Chicago was already accepting walk-ins at all of its city-run sites. You can show up and register on-site, but appointments are still recommended.
Sites in Tinley Park and Matteson has already started accepting walk-ins last week. They are now joined by sites in Des Plaines, Forest Park, River Grove and South Holland. Walk-ins are accepted from 8:30 a.m. to 5 p.m. Monday through Saturday.
For those still having trouble scheduling that second dose at their original location, Cook County vaccination sites will take any Illinois resident on a walk-in basis to get their second shot. Just make sure to bring your CDC card and verify that the location you want to go to offers the vaccine you need to complete the set.
Appointments can still be made at vaccine.cookcountyil.gov or by calling 833-308-1988, Monday - Friday from 7 a.m. - 10 p.m. and Saturday from 8 a.m. - 10 p.m.
Now people like Vito Messa from Norridge can simply walk into the Triton College site, register and get his shot on the spot.
"It's way convenient because like I said, I just passed by here so I didn't have to go out of my way to stop," Messa said.
Don Christiansen has had trouble scheduling his second shot. His whole family has been trying to help him find one close-by.
"I live in River Grove now," he said. "I'm 69 years old and it's been a pain in the butt to get a shot around here."
RELATED: Miss your 2nd COVID vaccine dose? Supply, expanded eligibility, vaccine hesitancy may be to blame
But health officials are now worrying about a growing trend: as more and more people seem to be missing out on getting their second dose.
More than half of all American adults have now gotten at least one shot of the COVID-19 vaccine and we're nearing a point where supply will outweigh demand. But there are new concerns, as the CDC released data showing that more than 5 million people have not gotten their second dose within the allotted time frame.
"The biggest problem is their immunity will wane faster, so we don't really know how long it lasts because we're not studying people who only got one shot," said Dr. Richard Novak, University of Illinois Health.

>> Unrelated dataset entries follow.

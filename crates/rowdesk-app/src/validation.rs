// Copyright 2026 Phillip Cloud
// Licensed under the Apache License, Version 2.0

use time::macros::format_description;
use time::{Date, PrimitiveDateTime};

use crate::model::Value;
use crate::schema::ColumnAffinity;

pub const DATE_LAYOUT: &str = "YYYY-MM-DD";
pub const DATETIME_LAYOUT: &str = "YYYY-MM-DD HH:MM:SS";

#[derive(Debug, Clone, Copy, PartialEq, Eq)]
pub enum ValidationError {
    InvalidInt,
    InvalidFloat,
    InvalidNumber,
    InvalidDate,
    InvalidDateTime,
}

impl std::fmt::Display for ValidationError {
    fn fmt(&self, f: &mut std::fmt::Formatter<'_>) -> std::fmt::Result {
        match self {
            Self::InvalidInt => f.write_str("invalid integer value"),
            Self::InvalidFloat => f.write_str("invalid decimal value"),
            Self::InvalidNumber => f.write_str("invalid numeric value"),
            Self::InvalidDate => write!(f, "invalid date value, expected {DATE_LAYOUT}"),
            Self::InvalidDateTime => {
                write!(f, "invalid datetime value, expected {DATETIME_LAYOUT}")
            }
        }
    }
}

impl std::error::Error for ValidationError {}

pub type ValidationResult<T> = std::result::Result<T, ValidationError>;

/// Coerces one non-blank form cell into the value stored for `affinity`.
pub fn coerce(affinity: ColumnAffinity, input: &str) -> ValidationResult<Value> {
    let trimmed = input.trim();
    match affinity {
        ColumnAffinity::Integer => parse_int(trimmed).map(Value::Integer),
        ColumnAffinity::Real => parse_float(trimmed).map(Value::Real),
        ColumnAffinity::Numeric => match parse_int(trimmed) {
            Ok(value) => Ok(Value::Integer(value)),
            Err(_) => parse_float(trimmed)
                .map(Value::Real)
                .map_err(|_| ValidationError::InvalidNumber),
        },
        ColumnAffinity::Date => parse_date(trimmed).map(|date| Value::Text(format_date(date))),
        ColumnAffinity::DateTime => {
            parse_datetime(trimmed).map(|value| Value::Text(format_datetime(value)))
        }
        ColumnAffinity::Text | ColumnAffinity::Blob => Ok(Value::Text(input.to_owned())),
    }
}

pub fn parse_int(input: &str) -> ValidationResult<i64> {
    input
        .trim()
        .parse::<i64>()
        .map_err(|_| ValidationError::InvalidInt)
}

pub fn parse_float(input: &str) -> ValidationResult<f64> {
    let value = input
        .trim()
        .parse::<f64>()
        .map_err(|_| ValidationError::InvalidFloat)?;
    if !value.is_finite() {
        return Err(ValidationError::InvalidFloat);
    }
    Ok(value)
}

pub fn parse_date(input: &str) -> ValidationResult<Date> {
    Date::parse(input.trim(), &format_description!("[year]-[month]-[day]"))
        .map_err(|_| ValidationError::InvalidDate)
}

pub fn parse_datetime(input: &str) -> ValidationResult<PrimitiveDateTime> {
    let trimmed = input.trim();
    let normalized = trimmed.replacen('T', " ", 1);
    if let Ok(value) = PrimitiveDateTime::parse(
        &normalized,
        &format_description!("[year]-[month]-[day] [hour]:[minute]:[second]"),
    ) {
        return Ok(value);
    }
    if let Ok(value) = PrimitiveDateTime::parse(
        &normalized,
        &format_description!("[year]-[month]-[day] [hour]:[minute]"),
    ) {
        return Ok(value);
    }
    // A bare date means midnight.
    parse_date(trimmed)
        .map(|date| date.midnight())
        .map_err(|_| ValidationError::InvalidDateTime)
}

pub fn format_date(value: Date) -> String {
    format!(
        "{:04}-{:02}-{:02}",
        value.year(),
        u8::from(value.month()),
        value.day()
    )
}

pub fn format_datetime(value: PrimitiveDateTime) -> String {
    format!(
        "{} {:02}:{:02}:{:02}",
        format_date(value.date()),
        value.hour(),
        value.minute(),
        value.second()
    )
}

#[cfg(test)]
mod tests {
    use super::{ValidationError, coerce, parse_date, parse_datetime, parse_float, parse_int};
    use crate::model::Value;
    use crate::schema::ColumnAffinity;

    #[test]
    fn coerce_by_affinity() {
        let cases = [
            (ColumnAffinity::Integer, " 42 ", Value::Integer(42)),
            (ColumnAffinity::Real, "2.5", Value::Real(2.5)),
            (ColumnAffinity::Numeric, "7", Value::Integer(7)),
            (ColumnAffinity::Numeric, "7.25", Value::Real(7.25)),
            (
                ColumnAffinity::Date,
                "2020-01-01",
                Value::Text("2020-01-01".to_owned()),
            ),
            (
                ColumnAffinity::DateTime,
                "2020-01-01T08:30",
                Value::Text("2020-01-01 08:30:00".to_owned()),
            ),
            (ColumnAffinity::Text, " M ", Value::Text(" M ".to_owned())),
        ];
        for (affinity, input, expected) in cases {
            assert_eq!(coerce(affinity, input), Ok(expected), "input={input:?}");
        }
    }

    #[test]
    fn coerce_rejects_bad_input() {
        assert_eq!(
            coerce(ColumnAffinity::Integer, "4.5"),
            Err(ValidationError::InvalidInt)
        );
        assert_eq!(
            coerce(ColumnAffinity::Numeric, "abc"),
            Err(ValidationError::InvalidNumber)
        );
        assert_eq!(
            coerce(ColumnAffinity::Date, "01/02/2020"),
            Err(ValidationError::InvalidDate)
        );
    }

    #[test]
    fn parse_float_rejects_non_finite() {
        assert!(parse_float("inf").is_err());
        assert!(parse_float("NaN").is_err());
        assert_eq!(parse_float("1e3"), Ok(1000.0));
    }

    #[test]
    fn parse_int_allows_negative() {
        assert_eq!(parse_int("-3"), Ok(-3));
        assert!(parse_int("").is_err());
    }

    #[test]
    fn parse_date_rejects_impossible_dates() {
        assert!(parse_date("2021-02-30").is_err());
        assert!(parse_date("2020-02-29").is_ok());
    }

    #[test]
    fn parse_datetime_accepts_bare_date() {
        let value = parse_datetime("2021-06-01").expect("bare date should parse");
        assert_eq!(super::format_datetime(value), "2021-06-01 00:00:00");
    }

    #[test]
    fn error_messages_name_expected_layout() {
        assert!(ValidationError::InvalidDate.to_string().contains("YYYY-MM-DD"));
    }
}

Dr. Novak led UI Health's Moderna and J&J vaccine trials in Chicago. He says, historically, it's been a challenge to get people to come in for booster shots of multi-dose vaccines. From that perspective, the existing 92% completion rate is considered quite good. And the number might be even higher.
"There are people who got their first shot in one location and in one type of location, let's say, a local health department. and they went and got their second shot at, let's say, a Walgreens. And as a result, at least initially, it's hard to reconcile that," Gov. Pritzker said.
Officials say there are a multitude of reasons why people may not be getting their second shots on time. Ranging from trouble scheduling and mix-ups like those reported at Walgreens nationwide, where people have been inadvertently sent to locations that do not offer the vaccine they need, to fear of side effects. Or even a mistaken belief that they have enough protection with just one dose.
"It's true the second dose has some side effects, but the whole point of getting vaccinated is to protect you from COVID and if you don't get both doses, your risk is still there of getting COVID," Novak said.
For Sherri Smith, who got her second dose on Monday, it just made sense.
"If you've had the initial shot, wouldn't you want to finish it? It's like going to Driver's Ed and you've taken the entire course, but now you don't go in and get the road test," Smith said.